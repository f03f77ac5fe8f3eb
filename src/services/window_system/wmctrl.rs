use crate::error::Result;
use crate::events::{WindowId, WindowInfo};
use crate::switcher_error;
use std::process::Command;
use tracing::debug;

/// Обёртка над утилитой wmctrl
pub struct WmctrlClient;

impl WmctrlClient {
    pub fn new() -> Self {
        Self
    }

    pub fn test(&self) -> Result<()> {
        self.run(&["-m"]).map(|_| ())
    }

    /// `wmctrl -lx` + `wmctrl -d` для имён рабочих столов
    pub fn list_windows(&self) -> Result<Vec<WindowInfo>> {
        let desktops = match self.run(&["-d"]) {
            Ok(output) => parse_desktops(&output),
            Err(e) => {
                debug!("Имена рабочих столов недоступны: {}", e);
                Vec::new()
            }
        };

        let output = self.run(&["-lx"])?;
        Ok(parse_window_list(&output, &desktops))
    }

    pub fn activate(&self, id: WindowId) -> Result<bool> {
        let target = format!("0x{:08x}", id.value());
        match self.run(&["-i", "-a", &target]) {
            Ok(_) => Ok(true),
            Err(e) => {
                debug!("wmctrl не активировал окно {}: {}", id, e);
                Ok(false)
            }
        }
    }

    fn run(&self, args: &[&str]) -> Result<String> {
        let output = Command::new("wmctrl")
            .args(args)
            .output()
            .map_err(|e| switcher_error!(window_system, "wmctrl не найден: {}", e))?;

        if !output.status.success() {
            let stderr = String::from_utf8_lossy(&output.stderr);
            return Err(switcher_error!(
                window_system,
                "wmctrl {:?} вернул ошибку: {}",
                args,
                stderr.trim()
            ));
        }

        Ok(String::from_utf8_lossy(&output.stdout).into_owned())
    }
}

impl Default for WmctrlClient {
    fn default() -> Self {
        Self::new()
    }
}

/// Первые `count` полей строки и остаток без ведущих пробелов
fn split_fields(line: &str, count: usize) -> Option<(Vec<&str>, &str)> {
    let mut fields = Vec::with_capacity(count);
    let mut rest = line.trim_start();
    while fields.len() < count {
        if rest.is_empty() {
            return None;
        }
        let end = rest.find(char::is_whitespace).unwrap_or(rest.len());
        fields.push(&rest[..end]);
        rest = rest[end..].trim_start();
    }
    Some((fields, rest))
}

/// Разбор `wmctrl -d`: `0  * DG: 1920x1080  VP: 0,0  WA: 0,0 1920x1050  Work`
pub(crate) fn parse_desktops(output: &str) -> Vec<(i32, String)> {
    output
        .lines()
        .filter_map(|line| {
            let (fields, _) = split_fields(line, 1)?;
            let index = fields[0].parse::<i32>().ok()?;
            let name = line
                .find(" WA: ")
                .and_then(|at| split_fields(&line[at + 5..], 2))
                .map(|(_, name)| name.trim().to_string())
                .unwrap_or_default();
            Some((index, name))
        })
        .collect()
}

/// Разбор `wmctrl -lx`: `0x03a00007  0 firefox.Firefox  host Заголовок окна`
pub(crate) fn parse_window_list(output: &str, desktops: &[(i32, String)]) -> Vec<WindowInfo> {
    output
        .lines()
        .filter_map(|line| {
            let (fields, title) = match split_fields(line, 4) {
                Some(parsed) => parsed,
                // окно без заголовка: хоста может не быть в конце строки
                None => (split_fields(line, 3)?.0, ""),
            };

            let id = fields[0].parse::<WindowId>().ok()?;
            let desktop = fields[1].parse::<i32>().ok()?;
            let desktop_name = desktops
                .iter()
                .find(|(index, _)| *index == desktop)
                .map(|(_, name)| name.clone())
                .unwrap_or_else(|| if desktop < 0 { String::new() } else { desktop.to_string() });

            Some(
                WindowInfo::new(id, fields[2])
                    .with_title(title.trim_end())
                    .with_desktop(desktop, desktop_name),
            )
        })
        .collect()
}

Problem to work on: All lines in the material are to be returned exactly.

Output of the task:
repository f03f77ac5fe8f3eb
filename src/services/window_system/wmctrl.rs
use crate::error::Result;
use crate::events::{WindowId, WindowInfo};
use crate::switcher_error;
use std::process::Command;
use tracing::debug;

/// Обёртка над утилитой wmctrl
pub struct WmctrlClient;

impl WmctrlClient {
    pub fn new() -> Self {
        Self
    }

    pub fn test(&self) -> Result<()> {
        self.run(&["-m"]).map(|_| ())
    }

    /// `wmctrl -lx` + `wmctrl -d` для имён рабочих столов
    pub fn list_windows(&self) -> Result<Vec<WindowInfo>> {
        let desktops = match self.run(&["-d"]) {
            Ok(output) => parse_desktops(&output),
            Err(e) => {
                debug!("Имена рабочих столов недоступны: {}", e);
                Vec::new()
            }
        };

        let output = self.run(&["-lx"])?;
        Ok(parse_window_list(&output, &desktops))
    }

    pub fn activate(&self, id: WindowId) -> Result<bool> {
        let target = format!("0x{:08x}", id.value());
        match self.run(&["-i", "-a", &target]) {
            Ok(_) => Ok(true),
            Err(e) => {
                debug!("wmctrl не активировал окно {}: {}", id, e);
                Ok(false)
            }
        }
    }

    fn run(&self, args: &[&str]) -> Result<String> {
        let output = Command::new("wmctrl")
            .args(args)
            .output()
            .map_err(|e| switcher_error!(window_system, "wmctrl не найден: {}", e))?;

        if !output.status.success() {
            let stderr = String::from_utf8_lossy(&output.stderr);
            return Err(switcher_error!(
                window_system,
                "wmctrl {:?} вернул ошибку: {}",
                args,
                stderr.trim()
            ));
        }

        Ok(String::from_utf8_lossy(&output.stdout).into_owned())
    }
}

impl Default for WmctrlClient {
    fn default() -> Self {
        Self::new()
    }
}

/// Первые `count` полей строки и остаток без ведущих пробелов
fn split_fields(line: &str, count: usize) -> Option<(Vec<&str>, &str)> {
    let mut fields = Vec::with_capacity(count);
    let mut rest = line.trim_start();
    while fields.len() < count {
        if rest.is_empty() {
            return None;
        }
        let end = rest.find(char::is_whitespace).unwrap_or(rest.len());
        fields.push(&rest[..end]);
        rest = rest[end..].trim_start();
    }
    Some((fields, rest))
}

/// Разбор `wmctrl -d`: `0  * DG: 1920x1080  VP: 0,0  WA: 0,0 1920x1050  Work`
pub(crate) fn parse_desktops(output: &str) -> Vec<(i32, String)> {
    output
        .lines()
        .filter_map(|line| {
            let (fields, _) = split_fields(line, 1)?;
            let index = fields[0].parse::<i32>().ok()?;
            let name = line
                .find(" WA: ")
                .and_then(|at| split_fields(&line[at + 5..], 2))
                .map(|(_, name)| name.trim().to_string())
                .unwrap_or_default();
            Some((index, name))
        })
        .collect()
}

/// Разбор `wmctrl -lx`: `0x03a00007  0 firefox.Firefox  host Заголовок окна`
pub(crate) fn parse_window_list(output: &str, desktops: &[(i32, String)]) -> Vec<WindowInfo> {
    output
        .lines()
        .filter_map(|line| {
            let (fields, title) = match split_fields(line, 4) {
                Some(parsed) => parsed,
                // окно без заголовка: хоста может не быть в конце строки
                None => (split_fields(line, 3)?.0, ""),
            };

            let id = fields[0].parse::<WindowId>().ok()?;
            let desktop = fields[1].parse::<i32>().ok()?;
            let desktop_name = desktops
                .iter()
                .find(|(index, _)| *index == desktop)
                .map(|(_, name)| name.clone())
                .unwrap_or_else(|| if desktop < 0 { String::new() } else { desktop.to_string() });

            Some(
                WindowInfo::new(id, fields[2])
                    .with_title(title.trim_end())
                    .with_desktop(desktop, desktop_name),
            )
        })
        .collect()
}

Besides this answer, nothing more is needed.